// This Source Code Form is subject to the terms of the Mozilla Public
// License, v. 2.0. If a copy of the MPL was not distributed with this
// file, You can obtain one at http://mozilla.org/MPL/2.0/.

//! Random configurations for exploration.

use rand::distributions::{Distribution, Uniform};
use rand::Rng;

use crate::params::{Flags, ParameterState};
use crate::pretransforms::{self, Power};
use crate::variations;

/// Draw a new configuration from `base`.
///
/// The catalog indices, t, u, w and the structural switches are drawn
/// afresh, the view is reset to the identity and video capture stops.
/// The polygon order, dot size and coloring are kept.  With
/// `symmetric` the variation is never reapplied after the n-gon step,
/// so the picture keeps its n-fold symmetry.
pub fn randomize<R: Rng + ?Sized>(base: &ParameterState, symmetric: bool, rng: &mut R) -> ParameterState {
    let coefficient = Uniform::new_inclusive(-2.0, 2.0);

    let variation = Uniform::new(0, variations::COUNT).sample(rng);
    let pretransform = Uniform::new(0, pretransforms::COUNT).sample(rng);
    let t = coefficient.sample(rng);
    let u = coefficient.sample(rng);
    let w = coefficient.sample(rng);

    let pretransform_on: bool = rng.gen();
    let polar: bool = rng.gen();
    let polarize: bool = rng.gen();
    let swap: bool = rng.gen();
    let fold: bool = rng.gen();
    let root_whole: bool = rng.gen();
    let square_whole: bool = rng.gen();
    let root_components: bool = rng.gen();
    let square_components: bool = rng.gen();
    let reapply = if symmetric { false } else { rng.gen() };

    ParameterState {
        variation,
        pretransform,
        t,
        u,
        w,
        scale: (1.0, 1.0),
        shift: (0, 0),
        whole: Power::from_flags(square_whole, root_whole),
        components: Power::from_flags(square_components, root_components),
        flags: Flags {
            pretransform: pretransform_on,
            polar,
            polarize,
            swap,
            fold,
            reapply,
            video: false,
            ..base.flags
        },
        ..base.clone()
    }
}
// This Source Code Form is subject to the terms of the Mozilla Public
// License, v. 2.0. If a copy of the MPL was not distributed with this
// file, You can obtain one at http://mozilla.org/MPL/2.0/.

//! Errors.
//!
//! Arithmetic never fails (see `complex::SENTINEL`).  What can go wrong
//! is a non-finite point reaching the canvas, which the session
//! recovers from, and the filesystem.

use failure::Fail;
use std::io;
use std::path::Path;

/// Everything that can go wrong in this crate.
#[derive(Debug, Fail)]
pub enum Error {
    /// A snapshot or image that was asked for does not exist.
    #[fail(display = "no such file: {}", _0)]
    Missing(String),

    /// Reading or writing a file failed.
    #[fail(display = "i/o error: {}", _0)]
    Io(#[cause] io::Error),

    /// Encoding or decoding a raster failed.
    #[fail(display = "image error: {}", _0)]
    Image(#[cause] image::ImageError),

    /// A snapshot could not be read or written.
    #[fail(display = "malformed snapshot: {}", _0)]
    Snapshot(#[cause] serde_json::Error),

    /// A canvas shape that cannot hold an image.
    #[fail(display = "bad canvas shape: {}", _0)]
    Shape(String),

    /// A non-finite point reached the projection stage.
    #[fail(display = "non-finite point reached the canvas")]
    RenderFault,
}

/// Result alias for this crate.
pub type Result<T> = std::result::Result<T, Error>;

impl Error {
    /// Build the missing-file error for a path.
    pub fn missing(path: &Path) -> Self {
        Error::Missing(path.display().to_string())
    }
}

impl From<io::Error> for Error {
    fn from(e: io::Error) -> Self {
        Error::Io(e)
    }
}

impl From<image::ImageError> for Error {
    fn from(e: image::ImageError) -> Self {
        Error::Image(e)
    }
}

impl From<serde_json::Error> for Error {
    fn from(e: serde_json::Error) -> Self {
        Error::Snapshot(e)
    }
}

☆ ☆ ☆ ☆ ☆ ☆ ☆

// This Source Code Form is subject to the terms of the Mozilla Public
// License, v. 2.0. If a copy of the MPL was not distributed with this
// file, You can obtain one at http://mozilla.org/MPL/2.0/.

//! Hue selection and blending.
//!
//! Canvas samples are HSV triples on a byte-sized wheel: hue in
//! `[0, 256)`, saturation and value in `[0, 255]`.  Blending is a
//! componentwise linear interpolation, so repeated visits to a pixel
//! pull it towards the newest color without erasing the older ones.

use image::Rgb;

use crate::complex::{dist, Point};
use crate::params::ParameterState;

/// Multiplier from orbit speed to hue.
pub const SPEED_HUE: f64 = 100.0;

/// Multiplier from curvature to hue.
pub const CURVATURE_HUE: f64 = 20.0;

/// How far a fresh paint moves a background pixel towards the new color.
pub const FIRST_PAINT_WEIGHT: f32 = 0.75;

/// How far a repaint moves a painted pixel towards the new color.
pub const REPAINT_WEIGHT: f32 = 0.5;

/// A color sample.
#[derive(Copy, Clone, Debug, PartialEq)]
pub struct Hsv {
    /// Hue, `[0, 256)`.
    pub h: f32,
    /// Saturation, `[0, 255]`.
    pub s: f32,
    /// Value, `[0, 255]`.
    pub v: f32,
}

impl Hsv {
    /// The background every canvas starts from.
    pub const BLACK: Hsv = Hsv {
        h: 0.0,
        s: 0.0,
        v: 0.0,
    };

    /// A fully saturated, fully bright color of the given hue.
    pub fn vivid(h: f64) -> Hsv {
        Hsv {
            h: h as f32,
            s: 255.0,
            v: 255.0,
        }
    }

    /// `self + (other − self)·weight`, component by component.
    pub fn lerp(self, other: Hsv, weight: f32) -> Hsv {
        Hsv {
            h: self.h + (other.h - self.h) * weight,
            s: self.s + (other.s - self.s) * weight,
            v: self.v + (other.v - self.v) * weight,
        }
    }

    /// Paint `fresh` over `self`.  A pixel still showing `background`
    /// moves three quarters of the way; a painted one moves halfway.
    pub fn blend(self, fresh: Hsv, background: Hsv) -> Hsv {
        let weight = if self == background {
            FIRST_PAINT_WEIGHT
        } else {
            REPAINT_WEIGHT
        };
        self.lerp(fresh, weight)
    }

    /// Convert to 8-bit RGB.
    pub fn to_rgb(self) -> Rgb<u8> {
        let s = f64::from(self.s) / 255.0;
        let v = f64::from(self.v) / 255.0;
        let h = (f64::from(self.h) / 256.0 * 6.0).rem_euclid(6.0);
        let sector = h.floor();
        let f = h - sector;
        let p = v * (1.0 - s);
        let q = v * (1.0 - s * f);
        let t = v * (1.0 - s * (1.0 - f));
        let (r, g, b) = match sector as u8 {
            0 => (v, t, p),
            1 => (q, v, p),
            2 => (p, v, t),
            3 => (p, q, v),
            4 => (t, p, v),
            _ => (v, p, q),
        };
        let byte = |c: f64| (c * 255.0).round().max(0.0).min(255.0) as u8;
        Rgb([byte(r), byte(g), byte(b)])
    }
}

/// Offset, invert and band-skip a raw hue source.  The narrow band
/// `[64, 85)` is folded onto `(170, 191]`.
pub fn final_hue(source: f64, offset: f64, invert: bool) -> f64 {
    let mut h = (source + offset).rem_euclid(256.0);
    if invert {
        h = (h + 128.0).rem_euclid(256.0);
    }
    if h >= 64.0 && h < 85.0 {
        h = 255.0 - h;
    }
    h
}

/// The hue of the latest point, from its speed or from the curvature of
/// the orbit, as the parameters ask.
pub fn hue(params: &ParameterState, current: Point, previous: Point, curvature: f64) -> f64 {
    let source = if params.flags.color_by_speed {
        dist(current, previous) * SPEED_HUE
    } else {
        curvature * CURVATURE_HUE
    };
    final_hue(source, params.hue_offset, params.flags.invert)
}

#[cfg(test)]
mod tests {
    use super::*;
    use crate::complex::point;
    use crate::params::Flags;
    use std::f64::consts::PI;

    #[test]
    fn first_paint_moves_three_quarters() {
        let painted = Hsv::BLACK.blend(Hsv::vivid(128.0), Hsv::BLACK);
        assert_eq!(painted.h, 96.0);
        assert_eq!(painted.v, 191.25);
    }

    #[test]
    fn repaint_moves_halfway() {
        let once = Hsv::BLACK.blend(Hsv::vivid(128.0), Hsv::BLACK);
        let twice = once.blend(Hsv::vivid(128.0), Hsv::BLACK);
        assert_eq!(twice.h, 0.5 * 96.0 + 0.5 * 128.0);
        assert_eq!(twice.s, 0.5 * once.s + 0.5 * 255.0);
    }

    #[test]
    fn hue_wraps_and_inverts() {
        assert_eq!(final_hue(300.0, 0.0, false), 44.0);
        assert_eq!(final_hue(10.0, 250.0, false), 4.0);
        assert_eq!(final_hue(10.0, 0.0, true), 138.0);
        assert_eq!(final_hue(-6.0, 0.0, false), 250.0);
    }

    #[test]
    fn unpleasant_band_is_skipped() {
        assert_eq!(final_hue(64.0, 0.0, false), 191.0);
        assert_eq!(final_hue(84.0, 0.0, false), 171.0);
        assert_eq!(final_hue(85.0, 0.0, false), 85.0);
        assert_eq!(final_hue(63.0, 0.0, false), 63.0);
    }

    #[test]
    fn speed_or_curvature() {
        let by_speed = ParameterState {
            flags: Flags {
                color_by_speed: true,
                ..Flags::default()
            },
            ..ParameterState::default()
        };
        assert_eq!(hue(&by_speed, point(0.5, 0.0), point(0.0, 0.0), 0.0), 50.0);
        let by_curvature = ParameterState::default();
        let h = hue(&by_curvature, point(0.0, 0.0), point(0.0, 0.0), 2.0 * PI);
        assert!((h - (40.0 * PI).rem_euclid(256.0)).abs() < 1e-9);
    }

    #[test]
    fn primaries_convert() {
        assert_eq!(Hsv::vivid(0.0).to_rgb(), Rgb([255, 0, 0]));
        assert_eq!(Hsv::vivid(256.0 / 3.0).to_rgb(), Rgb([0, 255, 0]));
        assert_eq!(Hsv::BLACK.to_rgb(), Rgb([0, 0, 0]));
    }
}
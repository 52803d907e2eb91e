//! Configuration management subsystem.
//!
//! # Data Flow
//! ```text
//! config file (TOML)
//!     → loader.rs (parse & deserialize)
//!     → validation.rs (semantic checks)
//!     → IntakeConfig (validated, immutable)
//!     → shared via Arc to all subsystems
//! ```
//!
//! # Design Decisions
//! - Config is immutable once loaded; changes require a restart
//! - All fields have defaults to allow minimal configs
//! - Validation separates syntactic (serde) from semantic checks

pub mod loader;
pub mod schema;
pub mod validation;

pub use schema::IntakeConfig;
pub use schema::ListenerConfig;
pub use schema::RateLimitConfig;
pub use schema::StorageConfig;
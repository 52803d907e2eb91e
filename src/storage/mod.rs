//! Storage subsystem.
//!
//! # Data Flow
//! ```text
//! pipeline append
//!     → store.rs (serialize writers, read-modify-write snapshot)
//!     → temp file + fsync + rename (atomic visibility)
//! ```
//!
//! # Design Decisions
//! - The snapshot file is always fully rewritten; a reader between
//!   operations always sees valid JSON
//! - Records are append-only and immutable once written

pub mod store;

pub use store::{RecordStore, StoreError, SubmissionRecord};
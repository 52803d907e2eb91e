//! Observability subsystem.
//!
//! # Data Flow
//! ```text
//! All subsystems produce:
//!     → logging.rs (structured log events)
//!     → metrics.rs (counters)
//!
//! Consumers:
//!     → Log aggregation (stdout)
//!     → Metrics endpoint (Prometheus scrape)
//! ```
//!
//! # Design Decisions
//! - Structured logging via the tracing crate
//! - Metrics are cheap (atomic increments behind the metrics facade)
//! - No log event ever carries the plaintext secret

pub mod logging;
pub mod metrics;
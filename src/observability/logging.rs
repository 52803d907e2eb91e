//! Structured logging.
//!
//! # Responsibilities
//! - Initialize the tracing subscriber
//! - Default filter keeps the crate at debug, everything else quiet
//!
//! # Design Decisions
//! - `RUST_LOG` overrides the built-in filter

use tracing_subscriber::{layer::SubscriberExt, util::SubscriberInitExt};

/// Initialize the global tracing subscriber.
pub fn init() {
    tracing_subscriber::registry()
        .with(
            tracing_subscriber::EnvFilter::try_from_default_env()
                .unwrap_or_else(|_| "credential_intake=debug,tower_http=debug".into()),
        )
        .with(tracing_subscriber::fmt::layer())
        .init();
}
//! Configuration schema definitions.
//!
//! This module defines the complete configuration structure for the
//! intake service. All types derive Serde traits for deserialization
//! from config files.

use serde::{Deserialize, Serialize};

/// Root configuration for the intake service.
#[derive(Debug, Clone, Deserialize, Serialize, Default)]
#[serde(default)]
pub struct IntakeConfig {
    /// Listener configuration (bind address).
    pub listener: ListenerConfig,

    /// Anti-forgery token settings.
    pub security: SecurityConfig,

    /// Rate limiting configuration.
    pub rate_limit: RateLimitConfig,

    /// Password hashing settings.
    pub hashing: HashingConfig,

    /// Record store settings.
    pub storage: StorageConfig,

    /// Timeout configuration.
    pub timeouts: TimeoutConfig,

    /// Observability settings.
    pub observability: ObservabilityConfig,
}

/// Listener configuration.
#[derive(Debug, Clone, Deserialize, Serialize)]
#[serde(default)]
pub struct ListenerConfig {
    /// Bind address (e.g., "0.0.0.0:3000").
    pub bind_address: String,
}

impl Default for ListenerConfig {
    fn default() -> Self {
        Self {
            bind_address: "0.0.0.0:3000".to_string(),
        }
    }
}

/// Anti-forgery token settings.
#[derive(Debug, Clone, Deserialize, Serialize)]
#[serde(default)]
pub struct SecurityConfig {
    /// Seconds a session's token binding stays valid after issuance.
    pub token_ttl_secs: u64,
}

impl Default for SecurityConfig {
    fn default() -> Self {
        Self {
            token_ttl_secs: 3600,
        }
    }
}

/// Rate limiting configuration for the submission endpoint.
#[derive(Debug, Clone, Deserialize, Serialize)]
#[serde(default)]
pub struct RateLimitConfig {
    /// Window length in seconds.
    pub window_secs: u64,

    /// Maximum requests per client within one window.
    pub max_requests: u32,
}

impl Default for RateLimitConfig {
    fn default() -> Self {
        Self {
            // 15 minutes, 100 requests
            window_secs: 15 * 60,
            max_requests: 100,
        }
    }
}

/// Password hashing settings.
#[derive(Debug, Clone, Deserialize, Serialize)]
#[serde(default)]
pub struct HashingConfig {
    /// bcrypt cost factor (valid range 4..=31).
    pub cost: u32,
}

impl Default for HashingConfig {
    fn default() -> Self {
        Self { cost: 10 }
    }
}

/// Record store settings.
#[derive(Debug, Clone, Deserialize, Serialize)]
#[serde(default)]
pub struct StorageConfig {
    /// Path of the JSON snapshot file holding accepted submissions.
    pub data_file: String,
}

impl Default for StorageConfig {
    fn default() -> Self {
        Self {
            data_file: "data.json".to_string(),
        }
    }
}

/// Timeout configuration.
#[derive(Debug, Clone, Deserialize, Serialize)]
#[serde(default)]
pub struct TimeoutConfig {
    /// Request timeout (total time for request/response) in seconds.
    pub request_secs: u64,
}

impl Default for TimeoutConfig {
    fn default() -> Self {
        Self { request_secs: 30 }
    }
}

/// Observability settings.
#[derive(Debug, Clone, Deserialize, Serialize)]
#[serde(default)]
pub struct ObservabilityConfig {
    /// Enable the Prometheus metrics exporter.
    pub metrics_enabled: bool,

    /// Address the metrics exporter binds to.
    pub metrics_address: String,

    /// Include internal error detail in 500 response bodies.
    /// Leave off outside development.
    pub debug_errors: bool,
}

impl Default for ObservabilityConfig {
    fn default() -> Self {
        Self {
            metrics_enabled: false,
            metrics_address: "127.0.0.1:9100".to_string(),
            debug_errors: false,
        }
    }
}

☆ ☆ ☆ ☆ ☆ ☆ ☆

◆ **Task directions**
Find the lines in the data that include "ObservabilityConfig", then copy each of them.

◆ **Answer box**
    pub observability: ObservabilityConfig,
pub struct ObservabilityConfig {
impl Default for ObservabilityConfig {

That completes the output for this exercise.